Find the line with "pub fn matching_columns(&self, df: &DataFrame)" in the records below. Copy it and every line after it, up to and including the line with "Rewrite every matching".

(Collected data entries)
* * * * * * * * *

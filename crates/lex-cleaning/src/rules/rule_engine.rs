//! Ordered table of `(name predicate, transform)` rules.

use crate::cleaner::converters::{money_to_numbers, percent_to_numbers, strings_to_dates};
use crate::config::CleanerConfig;
use crate::imputers::StatisticalImputer;
use crate::pipeline::CleaningStage;
use crate::types::{ActionType, CleaningAction, CleaningSummary, ColumnDecision, ColumnKind};
use crate::utils::{
    column_names, name_contains_any, replace_with_numbers, replace_with_text, text_values,
};
use anyhow::Result;
use polars::prelude::*;
use tracing::debug;

/// What a rule does to a matching column.
#[derive(Debug, Clone, Copy, PartialEq, Eq)]
pub enum RuleTransform {
    /// Re-parse day-first and render as `DD/MM/YYYY`; unparseable becomes null.
    DateRender,
    /// Strip money formatting, parse, fill nulls with the median.
    MoneyNumeric,
    /// Strip `%`, parse; nulls are kept.
    PercentNumeric,
}

impl RuleTransform {
    /// Kind of the column after the transform.
    pub fn kind(&self) -> ColumnKind {
        match self {
            Self::DateRender => ColumnKind::Date,
            Self::MoneyNumeric | Self::PercentNumeric => ColumnKind::Numeric,
        }
    }

    /// Pipeline stage the transform runs in.
    pub fn stage(&self) -> CleaningStage {
        match self {
            Self::DateRender => CleaningStage::DateNormalization,
            Self::MoneyNumeric => CleaningStage::MoneyNormalization,
            Self::PercentNumeric => CleaningStage::PercentNormalization,
        }
    }
}

/// A single name-keyed rule.
#[derive(Debug, Clone, PartialEq)]
pub struct NameRule {
    name: String,
    keywords: Vec<String>,
    transform: RuleTransform,
}

impl NameRule {
    pub fn new(name: impl Into<String>, keywords: Vec<String>, transform: RuleTransform) -> Self {
        Self {
            name: name.into(),
            keywords,
            transform,
        }
    }

    pub fn name(&self) -> &str {
        &self.name
    }

    pub fn transform(&self) -> RuleTransform {
        self.transform
    }

    /// Whether the column name contains any of the rule's keywords.
    pub fn matches(&self, col_name: &str) -> bool {
        name_contains_any(col_name, &self.keywords)
    }

    /// Names of the columns of `df` the rule applies to, in column order.
    pub fn matching_columns(&self, df: &DataFrame) -> Vec<String> {
        column_names(df)
            .into_iter()
            .filter(|c| self.matches(c))
            .collect()
    }

    /// Rewrite every matching column of `df`.
    pub fn apply(&self, df: DataFrame, summary: &mut CleaningSummary) -> Result<DataFrame> {
        let mut df = df;
        for col_name in self.matching_columns(&df) {
            df = self.apply_column(df, &col_name, summary)?;
        }
        Ok(df)
    }

    /// Rewrite a single column of `df`.
    pub fn apply_column(
        &self,
        df: DataFrame,
        col_name: &str,
        summary: &mut CleaningSummary,
    ) -> Result<DataFrame> {
        let mut df = df;
        let series = df.column(col_name)?.as_materialized_series().clone();
        let values = text_values(&series)?;

        match self.transform {
            RuleTransform::DateRender => {
                let dates = strings_to_dates(&values);
                let lost = count_lost(&values, dates.iter().map(Option::is_some));
                replace_with_text(&mut df, col_name, dates)?;
                self.record(summary, col_name, lost);
            }
            RuleTransform::MoneyNumeric => {
                let mut numbers = money_to_numbers(&values);
                let lost = count_lost(&values, numbers.iter().map(Option::is_some));
                if let Some((median_val, filled)) = StatisticalImputer::fill_median(&mut numbers)
                    && filled > 0
                {
                    summary.add_action(CleaningAction::new(
                        ActionType::ValueImputed,
                        col_name,
                        format!("Filled {} missing values with median {}", filled, median_val),
                    ));
                }
                replace_with_numbers(&mut df, col_name, numbers)?;
                self.record(summary, col_name, lost);
            }
            RuleTransform::PercentNumeric => {
                let numbers = percent_to_numbers(&values);
                let lost = count_lost(&values, numbers.iter().map(Option::is_some));
                replace_with_numbers(&mut df, col_name, numbers)?;
                self.record(summary, col_name, lost);
            }
        }

        Ok(df)
    }

    fn record(&self, summary: &mut CleaningSummary, col_name: &str, lost: usize) {
        let kind = self.transform.kind();
        debug!(
            "Rule '{}' rewrote '{}' as {} ({} unparseable)",
            self.name,
            col_name,
            kind.as_str(),
            lost
        );
        summary
            .decisions
            .push(ColumnDecision::rule(col_name, kind, &self.name));
        summary.add_action(CleaningAction::new(
            ActionType::RuleApplied,
            col_name,
            format!(
                "Rule '{}' converted column to {} ({} unparseable values set to null)",
                self.name,
                kind.as_str(),
                lost
            ),
        ));
    }
}

/// Count values that were present before a conversion and missing after it.
fn count_lost(before: &[Option<String>], after: impl Iterator<Item = bool>) -> usize {
    before
        .iter()
        .zip(after)
        .filter(|(b, present)| b.is_some() && !present)
        .count()
}

/// Ordered rule table.
#[derive(Debug, Clone, PartialEq)]
pub struct RuleTable {
    rules: Vec<NameRule>,
}

impl RuleTable {
    /// Build a table from explicit rules, kept in the given order.
    pub fn new(rules: Vec<NameRule>) -> Self {
        Self { rules }
    }

    /// The standard table: date, then money, then percent.
    pub fn from_config(config: &CleanerConfig) -> Self {
        Self::new(vec![
            NameRule::new(
                "date",
                config.date_keywords.clone(),
                RuleTransform::DateRender,
            ),
            NameRule::new(
                "money",
                config.money_keywords.clone(),
                RuleTransform::MoneyNumeric,
            ),
            NameRule::new(
                "percent",
                config.percent_keywords.clone(),
                RuleTransform::PercentNumeric,
            ),
        ])
    }

    pub fn rules(&self) -> &[NameRule] {
        &self.rules
    }

    /// Rules matching a column, in evaluation order.
    pub fn matching(&self, col_name: &str) -> Vec<&NameRule> {
        self.rules.iter().filter(|r| r.matches(col_name)).collect()
    }
}

impl Default for RuleTable {
    fn default() -> Self {
        Self::from_config(&CleanerConfig::default())
    }
}

#[cfg(test)]
mod tests {
    use super::*;
    use crate::utils::text_values;

    fn numbers(df: &DataFrame, name: &str) -> Vec<Option<f64>> {
        df.column(name)
            .unwrap()
            .f64()
            .unwrap()
            .into_iter()
            .collect()
    }

    fn rule(table: &RuleTable, name: &str) -> NameRule {
        table
            .rules()
            .iter()
            .find(|r| r.name() == name)
            .cloned()
            .unwrap()
    }

    #[test]
    fn test_table_order() {
        let table = RuleTable::default();
        let names: Vec<&str> = table.rules().iter().map(|r| r.name()).collect();
        assert_eq!(names, vec!["date", "money", "percent"]);
    }

    #[test]
    fn test_matching() {
        let table = RuleTable::default();
        let names = |col: &str| -> Vec<String> {
            table
                .matching(col)
                .iter()
                .map(|r| r.name().to_string())
                .collect()
        };

        assert_eq!(names("failuredate"), vec!["date"]);
        assert_eq!(names("totalprice"), vec!["money"]);
        assert_eq!(names("fail_pct"), vec!["percent"]);
        assert_eq!(names("%fail"), vec!["percent"]);
        assert_eq!(names("total_cost_date"), vec!["date", "money"]);
        assert!(names("update_count").contains(&"date".to_string()));
        assert!(names("severity").is_empty());
    }

    #[test]
    fn test_money_rule_with_median() {
        let df = df!("Total_Cost" => &["$1,200", "1,000.50", "bad"]).unwrap();
        let mut summary = CleaningSummary::new();

        let df = rule(&RuleTable::default(), "money")
            .apply(df, &mut summary)
            .unwrap();

        assert_eq!(
            numbers(&df, "Total_Cost"),
            vec![Some(1200.0), Some(1000.5), Some(1100.25)]
        );
        assert_eq!(summary.final_kind("Total_Cost"), Some(ColumnKind::Numeric));
    }

    #[test]
    fn test_money_rule_reprocesses_numeric_column() {
        let df = df!("price" => &[Some(10.5), None, Some(-2.0)]).unwrap();
        let mut summary = CleaningSummary::new();

        let df = rule(&RuleTable::default(), "money")
            .apply(df, &mut summary)
            .unwrap();

        assert_eq!(numbers(&df, "price"), vec![Some(10.5), Some(4.25), Some(-2.0)]);
    }

    #[test]
    fn test_money_rule_all_unparseable_stays_null() {
        let df = df!("salary" => &[Some("n/a"), Some("tbd"), None]).unwrap();
        let mut summary = CleaningSummary::new();

        let df = rule(&RuleTable::default(), "money")
            .apply(df, &mut summary)
            .unwrap();

        assert_eq!(df.column("salary").unwrap().null_count(), 3);
        assert_eq!(df.column("salary").unwrap().dtype(), &DataType::Float64);
    }

    #[test]
    fn test_percent_rule_keeps_nulls() {
        let df = df!("%Fail" => &["10%", "5", "n/a"]).unwrap();
        let mut summary = CleaningSummary::new();

        let df = rule(&RuleTable::default(), "percent")
            .apply(df, &mut summary)
            .unwrap();

        assert_eq!(numbers(&df, "%Fail"), vec![Some(10.0), Some(5.0), None]);
    }

    #[test]
    fn test_date_rule_overrides_text() {
        let df = df!(
            "ship_date" => &[Some("2020-01-15"), Some("soon"), Some("15 Feb 2020"), None]
        )
        .unwrap();
        let mut summary = CleaningSummary::new();

        let df = rule(&RuleTable::default(), "date")
            .apply(df, &mut summary)
            .unwrap();

        let values = text_values(df.column("ship_date").unwrap().as_materialized_series()).unwrap();
        assert_eq!(
            values,
            vec![
                Some("15/01/2020".to_string()),
                None,
                Some("15/02/2020".to_string()),
                None
            ]
        );
        assert!(
            summary
                .actions
                .iter()
                .any(|a| a.action_type == ActionType::RuleApplied && a.description.contains("1 unparseable"))
        );
    }

    #[test]
    fn test_date_rule_reads_compact_numbers() {
        let df = df!("testdate" => &[Some(20200115.0), None]).unwrap();
        let mut summary = CleaningSummary::new();

        let df = rule(&RuleTable::default(), "date")
            .apply(df, &mut summary)
            .unwrap();

        let values = text_values(df.column("testdate").unwrap().as_materialized_series()).unwrap();
        assert_eq!(values, vec![Some("15/01/2020".to_string()), None]);
    }
}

* * * * * * * * *

◆ PROBLEM SOLUTION
    pub fn matching_columns(&self, df: &DataFrame) -> Vec<String> {
        column_names(df)
            .into_iter()
            .filter(|c| self.matches(c))
            .collect()
    }

    /// Rewrite every matching column of `df`.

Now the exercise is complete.